Memories of the farm
Remarks by Frances Heim Whited at the dedication of the Henry Heim House, August 8, 2009
My first recollections of life on the farm are of the little house which sat amid towering pines across the road from where we now stand. It was a small house with no indoor plumbing or running water. Refrigeration was a tubular cooler in which milk, butter, and other foods were lowered into the ground to keep them cool. The same type of cooler was in the corner of the pantry in this house. When my brother “Bud” (Gerald Heim) had the measles, Ron came across the road to the bedroom window and Buddy blew in his face so Ron would be sick at the same time as Buddy. It didn’t work out that way, but they tried. The lane would drift shut in the winter, and Buddy, Ron, and I would hook a sled up to Buddy’s horse, “Buck,” and I sat on the sled, (just a small Red Flyer) and go flying down the lane with the horses hoofs inches from my head. My mother was in a panic most of my young years!
 
To the west behind the barn that still stands was a large apple orchard. Grandpa Henry tended it and sold Golden Delicious, Red Delicious, Winesap, and Jonathan apples at 50 cents to a dollar per bushel.
 
I have many memories of this house. Often when I came home from school in the fall, my mother and father would be out in the field shucking corn or doing some other tasks, and I would come across the road to the Big House, where Aunt Bess would make me the best treat in the world—a slice of homemade bread with brown sugar on it and drizzled with thick cream. She would have me sit at the kitchen table while she went to the pantry to fix the treat. I would know what was coming because I heard the squeak of the pulley that brought up the cooler which contained the nice, thick cream from the depths of the earth. I could hardly wait. Often I would play Chinese checkers with Grandma Little (Bess’ mother, who lived with them). I always tried to win and usually she would let me.

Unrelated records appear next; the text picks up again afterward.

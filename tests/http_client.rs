use std::time::Duration;

use httpmock::MockServer;
use serde_json::json;
use uuid::Uuid;

use render_lease::application::coordinator::StatusUpdate;
use render_lease::application::worker::{ClientError, CoordinatorClient};
use render_lease::domain::types::JobStatus;
use render_lease::infra::client::HttpCoordinatorClient;

fn client(server: &MockServer, token: Option<&str>) -> HttpCoordinatorClient {
    HttpCoordinatorClient::new(&server.base_url(), token, Duration::from_secs(5))
        .expect("client should build")
}

#[tokio::test]
async fn list_queued_sends_filter_and_bearer() {
    let server = MockServer::start();
    let id = Uuid::new_v4();
    let mock = server.mock(|when, then| {
        when.method("GET")
            .path("/render-jobs")
            .query_param("status", "queued")
            .query_param("kind", "render_part")
            .query_param("limit", "3")
            .header("authorization", "Bearer s3cret");
        then.status(200)
            .header("content-type", "application/json")
            .body(
                json!([{
                    "id": id,
                    "kind": "render_part",
                    "status": "queued",
                    "payload": { "scene": 4 },
                    "retries": 2,
                    "created_at": "2025-01-01T00:00:00Z"
                }])
                .to_string(),
            );
    });

    let tickets = client(&server, Some("s3cret"))
        .list_queued(3)
        .await
        .expect("list");
    mock.assert();

    assert_eq!(tickets.len(), 1);
    assert_eq!(tickets[0].id, id);
    assert_eq!(tickets[0].retries, 2);
    assert_eq!(tickets[0].payload["scene"], 4);
}

#[tokio::test]
async fn claim_posts_lease_seconds() {
    let server = MockServer::start();
    let id = Uuid::new_v4();
    let token = Uuid::new_v4();
    let mock = server.mock(|when, then| {
        when.method("POST")
            .path(format!("/render-jobs/{id}/claim"))
            .json_body(json!({ "lease_seconds": 90 }));
        then.status(200)
            .header("content-type", "application/json")
            .body(
                json!({
                    "id": id,
                    "lease_expires_at": "2025-01-01T00:01:30Z",
                    "lease_token": token,
                    "lease_seconds": 90
                })
                .to_string(),
            );
    });

    let grant = client(&server, None).claim(id, 90).await.expect("claim");
    mock.assert();

    assert_eq!(grant.lease_token, token);
    assert_eq!(grant.lease_seconds, 90);
}

#[tokio::test]
async fn ownership_statuses_map_to_lease_lost_errors() {
    let server = MockServer::start();
    let missing = Uuid::new_v4();
    let taken = Uuid::new_v4();
    let fenced = Uuid::new_v4();

    for (id, status) in [(missing, 404), (taken, 409), (fenced, 410)] {
        server.mock(|when, then| {
            when.method("POST")
                .path(format!("/render-jobs/{id}/heartbeat"));
            then.status(status)
                .header("content-type", "application/json")
                .body(r#"{"error":{"code":"x","message":"nope"}}"#);
        });
    }

    let client = client(&server, None);
    let token = Uuid::new_v4();

    let err = client.heartbeat(missing, token).await.expect_err("404");
    assert!(matches!(err, ClientError::NotFound(_)));
    let err = client.heartbeat(taken, token).await.expect_err("409");
    assert!(matches!(err, ClientError::Conflict(_)));
    let err = client.heartbeat(fenced, token).await.expect_err("410");
    assert!(matches!(err, ClientError::Gone(_)));
    assert!(err.is_lease_lost());
}

#[tokio::test]
async fn server_errors_are_not_lease_loss() {
    let server = MockServer::start();
    let id = Uuid::new_v4();
    server.mock(|when, then| {
        when.method("POST").path(format!("/render-jobs/{id}/status"));
        then.status(503).body("store unavailable");
    });

    let err = client(&server, None)
        .set_status(id, StatusUpdate::new(JobStatus::Rendering))
        .await
        .expect_err("503");

    match err {
        ClientError::Rejected { status, ref body } => {
            assert_eq!(status, 503);
            assert_eq!(body, "store unavailable");
        }
        other => panic!("unexpected error: {other}"),
    }
    assert!(!err.is_lease_lost());
}

#[tokio::test]
async fn set_status_sends_flattened_result() {
    let server = MockServer::start();
    let id = Uuid::new_v4();
    let mock = server.mock(|when, then| {
        when.method("POST")
            .path(format!("/render-jobs/{id}/status"))
            .json_body_includes(r#"{"status":"errored","error_class":"JobTimeout","error_message":"timeout"}"#);
        then.status(200)
            .header("content-type", "application/json")
            .body("{}");
    });

    client(&server, None)
        .set_status(id, StatusUpdate::errored("JobTimeout", "timeout"))
        .await
        .expect("status");
    mock.assert();
}

#[tokio::test]
async fn healthz_accepts_no_content() {
    let server = MockServer::start();
    let mock = server.mock(|when, then| {
        when.method("GET").path("/healthz");
        then.status(204);
    });

    client(&server, None).healthz().await.expect("healthy");
    mock.assert();
}

#[tokio::test]
async fn garbage_body_is_a_decode_error() {
    let server = MockServer::start();
    server.mock(|when, then| {
        when.method("GET").path("/render-jobs");
        then.status(200).body("<html>");
    });

    let err = client(&server, None)
        .list_queued(1)
        .await
        .expect_err("decode");
    assert!(matches!(err, ClientError::Decode(_)));
}
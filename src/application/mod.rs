//! Application services: lease coordination, the worker pool and the render harness.

pub mod coordinator;
pub mod error;
pub mod reaper;
pub mod render;
pub mod repos;
pub mod worker;
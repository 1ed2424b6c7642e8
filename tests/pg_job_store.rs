//! Postgres store tests. They need `DATABASE_URL` and run with `cargo test -- --ignored`.

use std::collections::HashSet;
use std::sync::Arc;

use serde_json::json;
use sqlx::PgPool;
use time::{Duration, OffsetDateTime};
use uuid::Uuid;

use render_lease::application::coordinator::{
    CoordinatorConfig, CoordinatorError, LeaseCoordinator, StatusUpdate,
};
use render_lease::application::repos::{
    CasOutcome, Expectation, JobPatch, JobQueryFilter, JobStore, LeaseChange, NewRenderJob,
};
use render_lease::domain::types::JobStatus;
use render_lease::infra::db::PostgresRepositories;

fn lease(expires_in: i64) -> LeaseChange {
    LeaseChange::Set {
        expires_at: OffsetDateTime::now_utc() + Duration::seconds(expires_in),
        token: Uuid::new_v4(),
        seconds: 60,
    }
}

#[ignore]
#[sqlx::test(migrations = "./migrations")]
async fn render_job_indexes_exist(pool: PgPool) {
    let rows: Vec<String> = sqlx::query_scalar(
        "SELECT indexname FROM pg_indexes WHERE schemaname = 'public' AND tablename = 'render_jobs'",
    )
    .fetch_all(&pool)
    .await
    .expect("fetch render job indexes");

    let indexes: HashSet<String> = rows.into_iter().collect();
    assert!(
        indexes.contains("render_jobs_status_created_at_id_idx"),
        "missing render_jobs_status_created_at_id_idx"
    );
    assert!(
        indexes.contains("render_jobs_active_lease_idx"),
        "missing render_jobs_active_lease_idx"
    );
}

#[ignore]
#[sqlx::test(migrations = "./migrations")]
async fn insert_find_and_list(pool: PgPool) {
    let store = PostgresRepositories::new(pool);
    let first = store
        .insert(NewRenderJob::render_part(json!({ "part": 1 })))
        .await
        .expect("insert");
    let second = store
        .insert(NewRenderJob::render_part(json!({ "part": 2 })))
        .await
        .expect("insert");

    let found = store.find(first.id).await.expect("find").expect("exists");
    assert_eq!(found.status, JobStatus::Queued);
    assert_eq!(found.payload["part"], 1);
    assert!(store.find(Uuid::new_v4()).await.expect("find").is_none());

    let listed = store
        .list(&JobQueryFilter {
            status: Some(JobStatus::Queued),
            ..JobQueryFilter::default()
        })
        .await
        .expect("list");
    let ids: Vec<Uuid> = listed.iter().map(|job| job.id).collect();
    assert_eq!(ids, vec![first.id, second.id]);
}

#[ignore]
#[sqlx::test(migrations = "./migrations")]
async fn compare_and_set_reports_mismatches(pool: PgPool) {
    let store = PostgresRepositories::new(pool);
    let job = store
        .insert(NewRenderJob::render_part(json!({})))
        .await
        .expect("insert");

    let claimed = store
        .compare_and_set(
            job.id,
            Expectation::status(JobStatus::Queued),
            JobPatch::to_status(JobStatus::Claimed).with_lease(lease(60)),
        )
        .await
        .expect("cas");
    let claimed = match claimed {
        CasOutcome::Applied(job) => job,
        other => panic!("unexpected outcome: {other:?}"),
    };
    assert!(claimed.lease_token.is_some());
    assert_eq!(claimed.lease_seconds, Some(60));

    let again = store
        .compare_and_set(
            job.id,
            Expectation::status(JobStatus::Queued),
            JobPatch::to_status(JobStatus::Claimed).with_lease(lease(60)),
        )
        .await
        .expect("cas");
    assert_eq!(
        again,
        CasOutcome::StatusMismatch {
            current: JobStatus::Claimed
        }
    );

    let wrong_token = store
        .compare_and_set(
            job.id,
            Expectation::status(JobStatus::Claimed).with_token(Some(Uuid::new_v4())),
            JobPatch::to_status(JobStatus::Rendering),
        )
        .await
        .expect("cas");
    assert_eq!(wrong_token, CasOutcome::LeaseMismatch);

    let missing = store
        .compare_and_set(
            Uuid::new_v4(),
            Expectation::status(JobStatus::Queued),
            JobPatch::default(),
        )
        .await
        .expect("cas");
    assert_eq!(missing, CasOutcome::Missing);
}

#[ignore]
#[sqlx::test(migrations = "./migrations")]
async fn lease_must_match_status(pool: PgPool) {
    let store = PostgresRepositories::new(pool);
    let job = store
        .insert(NewRenderJob::render_part(json!({})))
        .await
        .expect("insert");

    let result = store
        .compare_and_set(
            job.id,
            Expectation::status(JobStatus::Queued),
            JobPatch::to_status(JobStatus::Claimed),
        )
        .await;
    assert!(result.is_err(), "claimed without a lease violates the check");
    let stored = store.find(job.id).await.expect("find").expect("exists");
    assert_eq!(stored.status, JobStatus::Queued);
}

#[ignore]
#[sqlx::test(migrations = "./migrations")]
async fn concurrent_claims_on_postgres_have_one_winner(pool: PgPool) {
    let coordinator = Arc::new(LeaseCoordinator::new(
        Arc::new(PostgresRepositories::new(pool)),
        CoordinatorConfig::default(),
    ));
    let job = coordinator
        .enqueue(NewRenderJob::render_part(json!({})))
        .await
        .expect("enqueue");

    let mut handles = Vec::new();
    for _ in 0..8 {
        let coordinator = coordinator.clone();
        handles.push(tokio::spawn(
            async move { coordinator.claim(job.id, None).await },
        ));
    }

    let mut winners = 0;
    for handle in handles {
        match handle.await.expect("join") {
            Ok(_) => winners += 1,
            Err(CoordinatorError::Conflict { .. }) => {}
            Err(other) => panic!("unexpected error: {other}"),
        }
    }
    assert_eq!(winners, 1);
}

#[ignore]
#[sqlx::test(migrations = "./migrations")]
async fn result_fields_merge_and_expired_leases_are_found(pool: PgPool) {
    let store = Arc::new(PostgresRepositories::new(pool));
    let coordinator = LeaseCoordinator::new(store.clone(), CoordinatorConfig::default());

    let done = coordinator
        .enqueue(NewRenderJob::render_part(json!({})))
        .await
        .expect("enqueue");
    let grant = coordinator.claim(done.id, None).await.expect("claim");
    let token = Some(grant.lease_token);
    coordinator
        .set_status(
            done.id,
            StatusUpdate::new(JobStatus::Rendering).with_token(token),
        )
        .await
        .expect("rendering");
    let mut update = StatusUpdate::new(JobStatus::Rendered).with_token(token);
    update.result.bytes = Some(42);
    let rendered = coordinator.set_status(done.id, update).await.expect("rendered");
    assert_eq!(rendered.result.expect("result")["bytes"], 42);
    assert_eq!(rendered.lease_token, None);

    let stale = coordinator
        .enqueue(NewRenderJob::render_part(json!({})))
        .await
        .expect("enqueue");
    store
        .compare_and_set(
            stale.id,
            Expectation::status(JobStatus::Queued),
            JobPatch::to_status(JobStatus::Claimed).with_lease(lease(-5)),
        )
        .await
        .expect("cas");

    let expired = store
        .expired_leases(OffsetDateTime::now_utc(), 10)
        .await
        .expect("expired");
    assert_eq!(expired.len(), 1);
    assert_eq!(expired[0].id, stale.id);

    assert_eq!(
        coordinator
            .reap_expired(OffsetDateTime::now_utc(), 10)
            .await
            .expect("reap"),
        1
    );
    let requeued = coordinator.get(stale.id).await.expect("get");
    assert_eq!(requeued.status, JobStatus::Queued);
    assert_eq!(requeued.retries, 1);
}
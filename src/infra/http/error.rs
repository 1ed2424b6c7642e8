use axum::Json;
use axum::http::StatusCode;
use axum::response::{IntoResponse, Response};
use serde::{Deserialize, Serialize};

use crate::application::coordinator::CoordinatorError;
use crate::application::error::ErrorReport;
use crate::application::repos::RepoError;

#[derive(Debug, Serialize, Deserialize)]
pub struct ApiErrorBody {
    pub error: ApiErrorMessage,
}

pub mod codes {
    pub const BAD_REQUEST: &str = "bad_request";
    pub const UNAUTHORIZED: &str = "unauthorized";
    pub const NOT_FOUND: &str = "not_found";
    pub const CONFLICT: &str = "conflict";
    pub const LEASE_LOST: &str = "lease_lost";
    pub const STORE: &str = "store_error";
}

#[derive(Debug, Serialize, Deserialize)]
pub struct ApiErrorMessage {
    pub code: String,
    pub message: String,
    #[serde(default, skip_serializing_if = "Option::is_none")]
    pub hint: Option<String>,
}

#[derive(Debug)]
pub struct ApiError {
    status: StatusCode,
    code: &'static str,
    message: String,
    hint: Option<String>,
}

impl ApiError {
    pub fn new(
        status: StatusCode,
        code: &'static str,
        message: impl Into<String>,
        hint: Option<String>,
    ) -> Self {
        Self {
            status,
            code,
            message: message.into(),
            hint,
        }
    }

    pub fn bad_request(message: impl Into<String>, hint: Option<String>) -> Self {
        Self::new(StatusCode::BAD_REQUEST, codes::BAD_REQUEST, message, hint)
    }

    pub fn unauthorized() -> Self {
        Self::new(
            StatusCode::UNAUTHORIZED,
            codes::UNAUTHORIZED,
            "Bearer token required",
            None,
        )
    }

    pub fn status(&self) -> StatusCode {
        self.status
    }

    pub fn code(&self) -> &'static str {
        self.code
    }
}

impl From<CoordinatorError> for ApiError {
    fn from(err: CoordinatorError) -> Self {
        match &err {
            CoordinatorError::NotFound(_) => {
                Self::new(StatusCode::NOT_FOUND, codes::NOT_FOUND, err.to_string(), None)
            }
            CoordinatorError::Conflict { current, .. } => Self::new(
                StatusCode::CONFLICT,
                codes::CONFLICT,
                err.to_string(),
                Some(format!("current status is `{current}`")),
            ),
            CoordinatorError::LeaseLost(_) => Self::new(
                StatusCode::GONE,
                codes::LEASE_LOST,
                err.to_string(),
                Some("stop working on this job".to_string()),
            ),
            CoordinatorError::BadRequest(message) => Self::bad_request(message.clone(), None),
            CoordinatorError::Store(repo) => {
                let (status, code) = match repo {
                    RepoError::Timeout => (StatusCode::SERVICE_UNAVAILABLE, codes::STORE),
                    RepoError::Duplicate { .. } => (StatusCode::CONFLICT, codes::CONFLICT),
                    RepoError::InvalidInput { .. } => (StatusCode::BAD_REQUEST, codes::BAD_REQUEST),
                    _ => (StatusCode::INTERNAL_SERVER_ERROR, codes::STORE),
                };
                Self::new(status, code, "Job store request failed", Some(repo.to_string()))
            }
        }
    }
}

impl IntoResponse for ApiError {
    fn into_response(self) -> Response {
        let detail = format!(
            "{}: {}",
            self.code,
            self.hint.as_deref().unwrap_or(&self.message)
        );
        let body = ApiErrorBody {
            error: ApiErrorMessage {
                code: self.code.to_string(),
                message: self.message,
                hint: self.hint,
            },
        };
        let mut response = (self.status, Json(body)).into_response();
        ErrorReport::from_message("infra::http::render_jobs", self.status, detail)
            .attach(&mut response);
        response
    }
}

Sometimes, I would go to the barn where Uncle Paul would be milking the cows, and I would sit on my own little milking stool. He would tell me jokes and make me laugh, and squirt milk into my mouth. To this day, I do not like warm milk! When Ron sold his farm equipment, he sent me a pair of cow kickers which I still treasure.
As any energetic farm girl would do, I had free run of the place. One evening I was with my Daddy and was watching him pitch corn over the fence to the hogs. He had an old sharp scoop shovel and as he brought it back full of ears of corn I ran right into it and cut a nice slice across my nose.
I still have the scar if you look closely. Daddy grabbed me up and ran to the barn yelling, “Edna come here, I think I killed the kid.” Of course they took me to the house and put cold cloths on my head. They took me to Uncle Harlan at Humboldt to sew me up. Sooo–Aunt Bess came across the road and sat with me while my folks finished the chores. I remember waking up and she was sitting right beside me and holding my hand. She had such a gentle voice and touch and I went right back to sleep.
When I went across the road to the Big House, I sought out Ron so he would play with me. He was a great athlete at Dawson High and had a high jump and pole vault rig set up behind the house. Being a dare devil, I would try anything, and he taught me to high jump and I got pretty good at it for a GIRL!!! One time I jumped and lit on a rusty tin can and cut my head open. That took care of high jumping for a while. When everyone was busy and I was left to my own devices, I would go up the narrow stairs here to the attic and rummage around in all the “stuff” that was up there. Aunt Bess and Uncle Paul did not use the upstairs but for storage so it was a treasure trove of goodies to explore. I found a gas mask with dark stains on it and always wondered if it was Uncle Paul’s when he was in World War I. I never had the courage to ask about it.
This has been a trip through my childhood not always attached to this beautiful home but I do consider it a part of my life as I have spent many hours here visiting with both Uncle Paul and Aunt Bess and of course Ron and Carolee—when sadness enveloped me it was here I came after burying my mother and my son. The immediate family always gathered here in times of celebration and sadness. As Carolee wrote in her “Memories of an Old Home” [Issue 14, April 2003], “All our lives are a weaving of what we are born with, the memories, the residue of the past, and the choices that we make today. This home has woven itself into many lives, and we honor it and love it.”
[Ed. note: Okay, readers. How many of you know what “cow kickers” are?]